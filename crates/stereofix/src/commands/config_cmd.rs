//! Config subcommand handlers.

use dialoguer::{Input, Select};

use stereofix_core::{DiscoveredDevice, FallbackMode, MacAddress, Orchestrator, RecoveryConfig};

use crate::cli::{ConfigArgs, ConfigCommand, GlobalOpts};
use crate::config::{self, Config, DeviceProfile};
use crate::error::CliError;
use crate::output;

use super::util::{self, parse_setting, prompt_err, split_list};

// ── Handler ─────────────────────────────────────────────────────────

pub async fn handle(args: ConfigArgs, global: &GlobalOpts) -> Result<(), CliError> {
    match args.command {
        // ── Init: interactive wizard ────────────────────────────────
        ConfigCommand::Init => init(global).await,

        // ── Show ────────────────────────────────────────────────────
        ConfigCommand::Show => {
            let cfg = config::load_config()?;
            let out = output::render_single(
                global.output,
                &cfg,
                |c| {
                    toml::to_string_pretty(c)
                        .unwrap_or_else(|e| format!("failed to render config: {e}"))
                },
                |_| config::config_path().display().to_string(),
            )?;
            output::print_output(&out, global.quiet);
            Ok(())
        }

        // ── Set <key> <value> ───────────────────────────────────────
        ConfigCommand::Set { key, value } => {
            let mut cfg = config::load_config_or_default();
            let target = apply_setting(&mut cfg, global, &key, &value)?;
            config::save_config(&cfg)?;
            if !global.quiet {
                eprintln!("✓ Set {key} on {target}");
            }
            Ok(())
        }

        // ── Devices ─────────────────────────────────────────────────
        ConfigCommand::Devices => {
            let cfg = config::load_config_or_default();
            let default = cfg.default_device.as_deref().unwrap_or_default();
            if cfg.devices.is_empty() {
                eprintln!("No device profiles configured. Run: stereofix config init");
            } else {
                for name in cfg.device_names() {
                    let marker = if name == default { " *" } else { "" };
                    let address = cfg.devices[name].address.as_deref().unwrap_or("-");
                    println!("{name}{marker}\t{address}");
                }
            }
            Ok(())
        }

        // ── Use <name> ─────────────────────────────────────────────
        ConfigCommand::Use { name } => {
            let mut cfg = config::load_config_or_default();
            cfg.device(&name)?;
            cfg.default_device = Some(name.clone());
            config::save_config(&cfg)?;
            if !global.quiet {
                eprintln!("✓ Default device set to '{name}'");
            }
            Ok(())
        }

        // ── Path ───────────────────────────────────────────────────
        ConfigCommand::Path => {
            println!("{}", config::config_path().display());
            Ok(())
        }
    }
}

// ── Init ────────────────────────────────────────────────────────────

async fn init(global: &GlobalOpts) -> Result<(), CliError> {
    let config_path = config::config_path();
    eprintln!("✨ stereofix device setup");
    eprintln!("   Config path: {}\n", config_path.display());

    let mut cfg = config::load_config_or_default();

    // 1. Device: pick a discovered one or type the address
    let found = discover_for_wizard(&cfg, global.quiet).await;
    let (address, discovered_name) = pick_device(&found)?;

    // 2. Audio name
    let name: String = Input::new()
        .with_prompt("Name in the sound output list")
        .default(discovered_name.unwrap_or_default())
        .allow_empty(true)
        .interact_text()
        .map_err(prompt_err)?;
    let name = name.trim().to_owned();

    // 3. Profile name
    let profile_name: String = Input::new()
        .with_prompt("Profile name")
        .default(profile_slug(&name))
        .interact_text()
        .map_err(prompt_err)?;

    // 4. Fallback mode
    let modes = &[
        "smart (only the least invasive alternative)",
        "exhaustive (try every alternative in turn)",
    ];
    let mode = Select::new()
        .with_prompt("Fallback strategy selection")
        .items(modes)
        .default(0)
        .interact()
        .map_err(prompt_err)?;

    cfg.devices.insert(
        profile_name.clone(),
        DeviceProfile {
            address: Some(address.to_string()),
            name: (!name.is_empty()).then_some(name),
            fallback_mode: Some(if mode == 0 {
                FallbackMode::Smart
            } else {
                FallbackMode::Exhaustive
            }),
            ..DeviceProfile::default()
        },
    );
    if cfg.default_device.is_none() {
        cfg.default_device = Some(profile_name.clone());
    }

    let path = config::save_config(&cfg)?;
    eprintln!("\n✓ Profile '{profile_name}' saved to {}", path.display());
    eprintln!("  Run: stereofix fix");
    Ok(())
}

/// Best-effort device listing; setup still works without any tools.
async fn discover_for_wizard(cfg: &Config, quiet: bool) -> Vec<DiscoveredDevice> {
    let rc = RecoveryConfig {
        tools: cfg.tools.clone(),
        ..RecoveryConfig::default()
    };
    let Ok(orchestrator) = Orchestrator::new(rc) else {
        return Vec::new();
    };
    let spinner = util::spinner("Looking for paired devices", quiet);
    let devices = orchestrator.discover_devices().await;
    if let Some(pb) = spinner {
        pb.finish_and_clear();
    }
    devices
}

fn pick_device(found: &[DiscoveredDevice]) -> Result<(MacAddress, Option<String>), CliError> {
    if !found.is_empty() {
        let mut items: Vec<String> = found
            .iter()
            .map(|d| format!("{} ({}, {})", d.name, d.address, d.connection))
            .collect();
        items.push("Enter an address manually".into());

        let choice = Select::new()
            .with_prompt("Headset")
            .items(&items)
            .default(0)
            .interact()
            .map_err(prompt_err)?;
        if let Some(device) = found.get(choice) {
            return Ok((device.address, Some(device.name.clone())));
        }
    }

    let raw: String = Input::new()
        .with_prompt("Bluetooth address (AA:BB:CC:DD:EE:FF)")
        .validate_with(|s: &String| -> Result<(), String> {
            MacAddress::parse(s).map(|_| ()).map_err(|e| e.to_string())
        })
        .interact_text()
        .map_err(prompt_err)?;
    Ok((config::parse_address(&raw, "address")?, None))
}

/// `WH-1000XM4` → `wh-1000xm4`, `Jabra Evolve2 65` → `jabra-evolve2-65`.
fn profile_slug(name: &str) -> String {
    let slug = name
        .to_lowercase()
        .split(|c: char| !c.is_ascii_alphanumeric())
        .filter(|part| !part.is_empty())
        .collect::<Vec<_>>()
        .join("-");
    if slug.is_empty() { "headset".into() } else { slug }
}

// ── Set ─────────────────────────────────────────────────────────────

/// Apply one `config set` pair. `defaults.*` and `tools.*` keys are
/// global, `devices.<name>.*` targets that profile and a bare field
/// targets the active one. Profiles are created on first use. Returns a
/// label for the confirmation.
fn apply_setting(
    cfg: &mut Config,
    global: &GlobalOpts,
    key: &str,
    value: &str,
) -> Result<String, CliError> {
    // Field names accept dashes; profile names keep theirs.
    let (scope, field) = key.rsplit_once('.').unwrap_or(("", key));
    let field = field.replace('-', "_");

    match scope {
        "defaults" => {
            set_default(cfg, &field, value)?;
            return Ok("[defaults]".into());
        }
        "tools" => {
            set_tool(cfg, &field, value)?;
            return Ok("[tools]".into());
        }
        _ => {}
    }

    let profile_name = match scope.strip_prefix("devices.") {
        Some(name) => name.to_owned(),
        None if scope.is_empty() => config::active_device_name(global, cfg),
        None => return Err(unknown_key(key)),
    };
    let profile = cfg.devices.entry(profile_name.clone()).or_default();
    set_device_field(profile, &field, value)?;
    if cfg.default_device.is_none() {
        cfg.default_device = Some(profile_name.clone());
    }
    Ok(format!("device '{profile_name}'"))
}

fn set_default(cfg: &mut Config, field: &str, value: &str) -> Result<(), CliError> {
    let d = &mut cfg.defaults;
    let key = format!("defaults.{field}");
    match field {
        "output" => {
            if !matches!(value, "table" | "json" | "json-compact" | "yaml" | "plain") {
                return Err(CliError::Validation {
                    field: key,
                    reason: "must be table, json, json-compact, yaml or plain".into(),
                });
            }
            d.output = value.into();
        }
        "color" => {
            if !matches!(value, "auto" | "always" | "never") {
                return Err(CliError::Validation {
                    field: key,
                    reason: "must be auto, always or never".into(),
                });
            }
            d.color = value.into();
        }
        "timeout" => d.timeout = positive_secs(&key, value)?,
        "disconnect_wait" => d.disconnect_wait = parse_setting(&key, value, "seconds")?,
        "reconnect_wait" => d.reconnect_wait = parse_setting(&key, value, "seconds")?,
        "retry_pause" => d.retry_pause = parse_setting(&key, value, "seconds")?,
        "fallback_pause" => d.fallback_pause = parse_setting(&key, value, "seconds")?,
        "max_attempts" => d.max_attempts = attempts(&key, value)?,
        "enable_fallbacks" => d.enable_fallbacks = parse_setting(&key, value, "true or false")?,
        "fallback_mode" => d.fallback_mode = parse_setting(&key, value, "smart or exhaustive")?,
        "name_hints" => d.name_hints = split_list(value),
        other => return Err(unknown_key(&format!("defaults.{other}"))),
    }
    Ok(())
}

fn set_tool(cfg: &mut Config, field: &str, value: &str) -> Result<(), CliError> {
    let t = &mut cfg.tools;
    let slot = match field {
        "control" => &mut t.control,
        "inventory" => &mut t.inventory,
        "audio" => &mut t.audio,
        "alternate" => &mut t.alternate,
        "automation" => &mut t.automation,
        "process_kill" => &mut t.process_kill,
        "user_id" => &mut t.user_id,
        other => return Err(unknown_key(&format!("tools.{other}"))),
    };
    if value.trim().is_empty() {
        return Err(CliError::Validation {
            field: format!("tools.{field}"),
            reason: "program name cannot be empty".into(),
        });
    }
    value.trim().clone_into(slot);
    Ok(())
}

fn set_device_field(profile: &mut DeviceProfile, field: &str, value: &str) -> Result<(), CliError> {
    match field {
        "address" => {
            let address = config::parse_address(value, "address")?;
            profile.address = Some(address.to_string());
        }
        "name" => profile.name = Some(value.to_owned()),
        "name_hints" => profile.name_hints = split_list(value),
        "disconnect_wait" => {
            profile.disconnect_wait = Some(parse_setting(field, value, "seconds")?);
        }
        "reconnect_wait" => profile.reconnect_wait = Some(parse_setting(field, value, "seconds")?),
        "max_attempts" => profile.max_attempts = Some(attempts(field, value)?),
        "enable_fallbacks" => {
            profile.enable_fallbacks = Some(parse_setting(field, value, "true or false")?);
        }
        "fallback_mode" => {
            profile.fallback_mode = Some(parse_setting(field, value, "smart or exhaustive")?);
        }
        other => return Err(unknown_key(other)),
    }
    Ok(())
}

fn attempts(key: &str, value: &str) -> Result<u32, CliError> {
    let n: u32 = parse_setting(key, value, "a whole number")?;
    if n == 0 {
        return Err(CliError::Validation {
            field: key.to_owned(),
            reason: "must be at least 1".into(),
        });
    }
    Ok(n)
}

fn positive_secs(key: &str, value: &str) -> Result<u64, CliError> {
    let secs: u64 = parse_setting(key, value, "seconds")?;
    if secs == 0 {
        return Err(CliError::Validation {
            field: key.to_owned(),
            reason: "must be greater than zero".into(),
        });
    }
    Ok(secs)
}

fn unknown_key(key: &str) -> CliError {
    CliError::Validation {
        field: "key".into(),
        reason: format!("unknown config key '{key}'"),
    }
}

Exercise:
Run a filter over the data above and keep each line that contains the word "Input".

Answer for this exercise:
use dialoguer::{Input, Select};
    let name: String = Input::new()
    let profile_name: String = Input::new()
    let raw: String = Input::new()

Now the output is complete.